WHAT THE TASK REQUIRES – Set the listing down once more, exactly as given.

Start of Block

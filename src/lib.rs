//! designkit: convenience re-export of the core design-kit primitives.

pub use designkit_core::*;
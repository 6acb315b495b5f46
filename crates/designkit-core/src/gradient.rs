//! Gradient layer descriptors.
//!
//! A [`GradientLayer`] is pure data assembly: authored colors are resolved to
//! their linear premultiplied form and carried together with optional stop
//! locations, unit-space endpoints, and the gradient kind. Rendering and
//! validation are a renderer's concern at draw time.

use serde::{Deserialize, Serialize};

use crate::color::{Color, LinearColor};

/// A point in the unit coordinate space of a layer: `(0, 0)` is the top-left
/// corner, `(1, 1)` the bottom-right.
#[derive(Debug, Clone, Copy, Default, PartialEq, Serialize, Deserialize)]
pub struct UnitPoint {
    pub x: f64,
    pub y: f64,
}

impl UnitPoint {
    pub const fn new(x: f64, y: f64) -> Self {
        Self { x, y }
    }
}

/// How gradient colors are spread between the endpoints.
#[derive(Debug, Clone, Copy, Default, PartialEq, Eq, Serialize, Deserialize)]
#[serde(rename_all = "snake_case")]
pub enum GradientKind {
    /// Linear interpolation along the start→end axis.
    #[default]
    Axial,
    /// Radial spread from the start point out to the end point.
    Radial,
    /// Angular sweep around the start point.
    Conic,
}

/// A gradient layer descriptor.
///
/// Defaults mirror a top-to-bottom axial gradient: start `(0.5, 0)`, end
/// `(0.5, 1)`, no explicit stop locations (evenly spaced at draw time).
#[derive(Debug, Clone, PartialEq, Serialize, Deserialize)]
pub struct GradientLayer {
    /// Resolved colors, in order.
    pub colors: Vec<LinearColor>,
    /// Optional stop locations in `[0, 1]`, one per color.
    pub locations: Option<Vec<f64>>,
    pub start_point: UnitPoint,
    pub end_point: UnitPoint,
    pub kind: GradientKind,
}

impl Default for GradientLayer {
    fn default() -> Self {
        Self::new(&[])
    }
}

impl GradientLayer {
    /// Create an axial gradient layer from authored colors, with the default
    /// endpoints and no explicit locations.
    pub fn new(colors: &[Color]) -> Self {
        Self {
            colors: colors.iter().map(|c| c.to_linear()).collect(),
            locations: None,
            start_point: UnitPoint::new(0.5, 0.0),
            end_point: UnitPoint::new(0.5, 1.0),
            kind: GradientKind::Axial,
        }
    }

    /// Set explicit stop locations.
    pub fn with_locations(mut self, locations: Vec<f64>) -> Self {
        self.locations = Some(locations);
        self
    }

    /// Set the start and end points in unit space.
    pub fn with_points(mut self, start: UnitPoint, end: UnitPoint) -> Self {
        self.start_point = start;
        self.end_point = end;
        self
    }

    /// Set the gradient kind.
    pub fn with_kind(mut self, kind: GradientKind) -> Self {
        self.kind = kind;
        self
    }
}

static_assertions::assert_impl_all!(GradientLayer: Send, Sync);
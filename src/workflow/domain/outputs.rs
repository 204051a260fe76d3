//! Evidence submitted when a phase is completed or skipped.

use serde::{Deserialize, Serialize};
use serde_json::Value;
use std::collections::BTreeMap;

/// Named outputs reported by a completed phase.
///
/// Values are free-form JSON so callers can record paths, flags, counts and
/// references without the core owning their format.
#[derive(Debug, Clone, Default, PartialEq, Eq, Serialize, Deserialize)]
#[serde(transparent)]
pub struct PhaseOutputs(BTreeMap<String, Value>);

impl PhaseOutputs {
    /// Creates an empty output set.
    #[must_use]
    pub fn new() -> Self {
        Self::default()
    }

    /// Adds or replaces an output value.
    #[must_use]
    pub fn with(mut self, key: impl Into<String>, value: impl Into<Value>) -> Self {
        self.0.insert(key.into(), value.into());
        self
    }

    /// Returns the raw value recorded under `key`.
    #[must_use]
    pub fn get(&self, key: &str) -> Option<&Value> {
        self.0.get(key)
    }

    /// Returns the trimmed string under `key` when it is present and
    /// non-empty.
    #[must_use]
    pub fn text(&self, key: &str) -> Option<&str> {
        self.0
            .get(key)
            .and_then(Value::as_str)
            .map(str::trim)
            .filter(|text| !text.is_empty())
    }

    /// Returns the boolean under `key`.
    #[must_use]
    pub fn flag(&self, key: &str) -> Option<bool> {
        self.0.get(key).and_then(Value::as_bool)
    }

    /// Returns whether no outputs were reported.
    #[must_use]
    pub fn is_empty(&self) -> bool {
        self.0.is_empty()
    }

    /// Iterates over outputs in key order.
    pub fn iter(&self) -> impl Iterator<Item = (&str, &Value)> {
        self.0.iter().map(|(key, value)| (key.as_str(), value))
    }
}

impl<K: Into<String>, V: Into<Value>> FromIterator<(K, V)> for PhaseOutputs {
    fn from_iter<I: IntoIterator<Item = (K, V)>>(iter: I) -> Self {
        Self(
            iter.into_iter()
                .map(|(key, value)| (key.into(), value.into()))
                .collect(),
        )
    }
}

/// Justification recorded when a phase is bypassed.
#[derive(Debug, Clone, PartialEq, Eq, Serialize, Deserialize)]
pub struct SkipJustification {
    /// Caller's assessment of how well the scope is understood.
    ///
    /// Only the exact value `clear` permits skipping investigation.
    pub scope_clarity: String,
    /// Free-form explanation kept for the audit trail.
    #[serde(default, skip_serializing_if = "Option::is_none")]
    pub reason: Option<String>,
}

impl SkipJustification {
    /// Scope clarity value that permits skipping investigation.
    pub const CLEAR: &'static str = "clear";

    /// Creates a justification with the given scope clarity.
    #[must_use]
    pub fn new(scope_clarity: impl Into<String>) -> Self {
        Self {
            scope_clarity: scope_clarity.into(),
            reason: None,
        }
    }

    /// Sets the free-form explanation.
    #[must_use]
    pub fn with_reason(mut self, reason: impl Into<String>) -> Self {
        let value = reason.into();
        let normalized = value.trim();
        self.reason = (!normalized.is_empty()).then(|| normalized.to_owned());
        self
    }

    /// Returns whether the scope was declared clear.
    #[must_use]
    pub fn is_scope_clear(&self) -> bool {
        self.scope_clarity == Self::CLEAR
    }
}
//! Adapter implementations for sprint ports.

pub mod fs;
pub mod memory;
pub mod retry;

End of Block

RESPONSE BOX –
filename src/lib.rs
//! designkit: convenience re-export of the core design-kit primitives.

pub use designkit_core::*;
repository 6acb315b495b5f46
filename crates/designkit-core/src/gradient.rs
//! Gradient layer descriptors.
//!
//! A [`GradientLayer`] is pure data assembly: authored colors are resolved to
//! their linear premultiplied form and carried together with optional stop
//! locations, unit-space endpoints, and the gradient kind. Rendering and
//! validation are a renderer's concern at draw time.

use serde::{Deserialize, Serialize};

use crate::color::{Color, LinearColor};

/// A point in the unit coordinate space of a layer: `(0, 0)` is the top-left
/// corner, `(1, 1)` the bottom-right.
#[derive(Debug, Clone, Copy, Default, PartialEq, Serialize, Deserialize)]
pub struct UnitPoint {
    pub x: f64,
    pub y: f64,
}

impl UnitPoint {
    pub const fn new(x: f64, y: f64) -> Self {
        Self { x, y }
    }
}

/// How gradient colors are spread between the endpoints.
#[derive(Debug, Clone, Copy, Default, PartialEq, Eq, Serialize, Deserialize)]
#[serde(rename_all = "snake_case")]
pub enum GradientKind {
    /// Linear interpolation along the start→end axis.
    #[default]
    Axial,
    /// Radial spread from the start point out to the end point.
    Radial,
    /// Angular sweep around the start point.
    Conic,
}

/// A gradient layer descriptor.
///
/// Defaults mirror a top-to-bottom axial gradient: start `(0.5, 0)`, end
/// `(0.5, 1)`, no explicit stop locations (evenly spaced at draw time).
#[derive(Debug, Clone, PartialEq, Serialize, Deserialize)]
pub struct GradientLayer {
    /// Resolved colors, in order.
    pub colors: Vec<LinearColor>,
    /// Optional stop locations in `[0, 1]`, one per color.
    pub locations: Option<Vec<f64>>,
    pub start_point: UnitPoint,
    pub end_point: UnitPoint,
    pub kind: GradientKind,
}

impl Default for GradientLayer {
    fn default() -> Self {
        Self::new(&[])
    }
}

impl GradientLayer {
    /// Create an axial gradient layer from authored colors, with the default
    /// endpoints and no explicit locations.
    pub fn new(colors: &[Color]) -> Self {
        Self {
            colors: colors.iter().map(|c| c.to_linear()).collect(),
            locations: None,
            start_point: UnitPoint::new(0.5, 0.0),
            end_point: UnitPoint::new(0.5, 1.0),
            kind: GradientKind::Axial,
        }
    }

    /// Set explicit stop locations.
    pub fn with_locations(mut self, locations: Vec<f64>) -> Self {
        self.locations = Some(locations);
        self
    }

    /// Set the start and end points in unit space.
    pub fn with_points(mut self, start: UnitPoint, end: UnitPoint) -> Self {
        self.start_point = start;
        self.end_point = end;
        self
    }

    /// Set the gradient kind.
    pub fn with_kind(mut self, kind: GradientKind) -> Self {
        self.kind = kind;
        self
    }
}

static_assertions::assert_impl_all!(GradientLayer: Send, Sync);
filename src/workflow/domain/outputs.rs
repository 204051a260fe76d3
//! Evidence submitted when a phase is completed or skipped.

use serde::{Deserialize, Serialize};
use serde_json::Value;
use std::collections::BTreeMap;

/// Named outputs reported by a completed phase.
///
/// Values are free-form JSON so callers can record paths, flags, counts and
/// references without the core owning their format.
#[derive(Debug, Clone, Default, PartialEq, Eq, Serialize, Deserialize)]
#[serde(transparent)]
pub struct PhaseOutputs(BTreeMap<String, Value>);

impl PhaseOutputs {
    /// Creates an empty output set.
    #[must_use]
    pub fn new() -> Self {
        Self::default()
    }

    /// Adds or replaces an output value.
    #[must_use]
    pub fn with(mut self, key: impl Into<String>, value: impl Into<Value>) -> Self {
        self.0.insert(key.into(), value.into());
        self
    }

    /// Returns the raw value recorded under `key`.
    #[must_use]
    pub fn get(&self, key: &str) -> Option<&Value> {
        self.0.get(key)
    }

    /// Returns the trimmed string under `key` when it is present and
    /// non-empty.
    #[must_use]
    pub fn text(&self, key: &str) -> Option<&str> {
        self.0
            .get(key)
            .and_then(Value::as_str)
            .map(str::trim)
            .filter(|text| !text.is_empty())
    }

    /// Returns the boolean under `key`.
    #[must_use]
    pub fn flag(&self, key: &str) -> Option<bool> {
        self.0.get(key).and_then(Value::as_bool)
    }

    /// Returns whether no outputs were reported.
    #[must_use]
    pub fn is_empty(&self) -> bool {
        self.0.is_empty()
    }

    /// Iterates over outputs in key order.
    pub fn iter(&self) -> impl Iterator<Item = (&str, &Value)> {
        self.0.iter().map(|(key, value)| (key.as_str(), value))
    }
}

impl<K: Into<String>, V: Into<Value>> FromIterator<(K, V)> for PhaseOutputs {
    fn from_iter<I: IntoIterator<Item = (K, V)>>(iter: I) -> Self {
        Self(
            iter.into_iter()
                .map(|(key, value)| (key.into(), value.into()))
                .collect(),
        )
    }
}

/// Justification recorded when a phase is bypassed.
#[derive(Debug, Clone, PartialEq, Eq, Serialize, Deserialize)]
pub struct SkipJustification {
    /// Caller's assessment of how well the scope is understood.
    ///
    /// Only the exact value `clear` permits skipping investigation.
    pub scope_clarity: String,
    /// Free-form explanation kept for the audit trail.
    #[serde(default, skip_serializing_if = "Option::is_none")]
    pub reason: Option<String>,
}

impl SkipJustification {
    /// Scope clarity value that permits skipping investigation.
    pub const CLEAR: &'static str = "clear";

    /// Creates a justification with the given scope clarity.
    #[must_use]
    pub fn new(scope_clarity: impl Into<String>) -> Self {
        Self {
            scope_clarity: scope_clarity.into(),
            reason: None,
        }
    }

    /// Sets the free-form explanation.
    #[must_use]
    pub fn with_reason(mut self, reason: impl Into<String>) -> Self {
        let value = reason.into();
        let normalized = value.trim();
        self.reason = (!normalized.is_empty()).then(|| normalized.to_owned());
        self
    }

    /// Returns whether the scope was declared clear.
    #[must_use]
    pub fn is_scope_clear(&self) -> bool {
        self.scope_clarity == Self::CLEAR
    }
}
//! Adapter implementations for sprint ports.

pub mod fs;
pub mod memory;
pub mod retry;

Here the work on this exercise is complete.